//! Battle-card output rendering.
//!
//! Everything here is a pure function over a [`RunState`] snapshot: the
//! writing prompt the Synthesize phase sends to the model, the final Markdown
//! document, the raw-data JSON companion file, and the filename slug. No IO,
//! no failure modes beyond JSON serialization.

use battlecard_shared::RunState;
use serde::Serialize;

/// Fixed section layout of a battle card.
const SECTIONS: [&str; 5] = [
    "What They Do",
    "Key Competitors",
    "Pricing Structure",
    "Recent News & Updates",
    "Sales Strategy Tips",
];

// ---------------------------------------------------------------------------
// Prompt
// ---------------------------------------------------------------------------

/// Build the battle-card writing prompt from collected state.
///
/// The model is asked to write the full document and is constrained to the
/// data included here; missing fields are spelled out as unknown rather than
/// omitted, so the model states the gap instead of inventing a value.
pub fn synthesis_prompt(state: &RunState) -> String {
    let company = &state.company_name;
    let website = state.official_site.as_deref().unwrap_or("Not found");
    let description = state.description.as_deref().unwrap_or("Not available");

    let competitors = if state.competitors.is_empty() {
        "Unknown".to_string()
    } else {
        state.competitors.join(", ")
    };

    let pricing = match &state.pricing_record {
        Some(record) => {
            let mut lines = Vec::with_capacity(record.len());
            for (plan, details) in record {
                let mut line = format!("- **{plan}:** {}", details.price);
                if let Some(period) = &details.billing_period {
                    line.push_str(&format!(" ({period})"));
                }
                if !details.features.is_empty() {
                    line.push_str(&format!(" — {}", details.features.join(", ")));
                }
                lines.push(line);
            }
            lines.join("\n")
        }
        None => "Unknown".to_string(),
    };

    let news = if state.news_items.is_empty() {
        "No recent news available".to_string()
    } else {
        state
            .news_items
            .iter()
            .enumerate()
            .map(|(i, item)| format!("{}. {} ({})", i + 1, item.headline, item.url))
            .collect::<Vec<_>>()
            .join("\n")
    };

    let layout = SECTIONS
        .iter()
        .enumerate()
        .map(|(i, s)| format!("## {}. {s}", i + 1))
        .collect::<Vec<_>>()
        .join("\n\n");

    format!(
        "You are a Sales Assistant. Write a professional Battle Card for {company}.\n\
         \n\
         INSTRUCTIONS:\n\
         - Use ONLY the data provided below\n\
         - Do NOT invent information not present in the data\n\
         - Keep it concise and sales-focused\n\
         - Use markdown formatting for readability\n\
         - If any information is missing or \"Unknown\", clearly state it as such\n\
         \n\
         DATA PROVIDED:\n\
         ---\n\
         Company: {company}\n\
         Website: {website}\n\
         Description: {description}\n\
         Competitors: {competitors}\n\
         \n\
         Pricing Information:\n\
         {pricing}\n\
         \n\
         Recent News/Blog Headlines:\n\
         {news}\n\
         ---\n\
         \n\
         BATTLE CARD LAYOUT:\n\
         Create a battle card with these sections:\n\
         \n\
         # Battle Card: {company}\n\
         \n\
         {layout}\n\
         \n\
         Write the complete battle card now:"
    )
}

// ---------------------------------------------------------------------------
// Markdown
// ---------------------------------------------------------------------------

/// The final Markdown document.
///
/// When a synthesis narrative is present (the normal case, since Deliver runs
/// after Synthesize) it is the document. Without one, fall back to a
/// data-only card so rendering is total over any state.
pub fn render_markdown(state: &RunState) -> String {
    if let Some(synthesis) = &state.synthesis {
        let mut doc = synthesis.trim().to_string();
        doc.push('\n');
        return doc;
    }

    let mut doc = format!("# Battle Card: {}\n", state.company_name);
    for (i, section) in SECTIONS.iter().enumerate() {
        doc.push_str(&format!("\n## {}. {section}\n\n", i + 1));
        let body = match i {
            0 => state
                .description
                .clone()
                .unwrap_or_else(|| "Not available".into()),
            1 => {
                if state.competitors.is_empty() {
                    "Unknown".into()
                } else {
                    state
                        .competitors
                        .iter()
                        .map(|c| format!("- {c}"))
                        .collect::<Vec<_>>()
                        .join("\n")
                }
            }
            2 => match &state.pricing_record {
                Some(record) => record
                    .iter()
                    .map(|(plan, d)| format!("- **{plan}:** {}", d.price))
                    .collect::<Vec<_>>()
                    .join("\n"),
                None => "Unknown".into(),
            },
            3 => {
                if state.news_items.is_empty() {
                    "No recent news available".into()
                } else {
                    state
                        .news_items
                        .iter()
                        .map(|n| format!("- [{}]({})", n.headline, n.url))
                        .collect::<Vec<_>>()
                        .join("\n")
                }
            }
            _ => "Not available".into(),
        };
        doc.push_str(&body);
        doc.push('\n');
    }
    doc
}

// ---------------------------------------------------------------------------
// Raw data
// ---------------------------------------------------------------------------

#[derive(Serialize)]
struct RawData<'a> {
    company_name: &'a str,
    #[serde(skip_serializing_if = "Option::is_none")]
    website: Option<&'a str>,
    #[serde(skip_serializing_if = "Option::is_none")]
    description: Option<&'a str>,
    competitors: &'a [String],
    pricing_record: &'a Option<battlecard_shared::PricingRecord>,
    news_items: &'a [battlecard_shared::NewsItem],
}

/// Pretty-printed JSON companion holding the structured data behind the card.
pub fn raw_data_json(state: &RunState) -> serde_json::Result<String> {
    serde_json::to_string_pretty(&RawData {
        company_name: &state.company_name,
        website: state.official_site.as_deref(),
        description: state.description.as_deref(),
        competitors: &state.competitors,
        pricing_record: &state.pricing_record,
        news_items: &state.news_items,
    })
}

// ---------------------------------------------------------------------------
// Filenames
// ---------------------------------------------------------------------------

/// Filesystem-safe slug for artifact filenames: lowercase, runs of
/// non-alphanumeric characters collapsed to a single underscore.
pub fn slugify(name: &str) -> String {
    let mut slug = String::with_capacity(name.len());
    let mut last_was_sep = true;
    for ch in name.chars() {
        if ch.is_ascii_alphanumeric() {
            slug.push(ch.to_ascii_lowercase());
            last_was_sep = false;
        } else if !last_was_sep {
            slug.push('_');
            last_was_sep = true;
        }
    }
    while slug.ends_with('_') {
        slug.pop();
    }
    if slug.is_empty() {
        slug.push_str("company");
    }
    slug
}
++++++++++++++++++++
One stretch of the lines above is wanted, from the line that contains "final Markdown document." through the line that contains "pub fn render_markdown(state: &RunState)". Output it exactly.

§ EXERCISE OUTPUT
/// The final Markdown document.
///
/// When a synthesis narrative is present (the normal case, since Deliver runs
/// after Synthesize) it is the document. Without one, fall back to a
/// data-only card so rendering is total over any state.
pub fn render_markdown(state: &RunState) -> String {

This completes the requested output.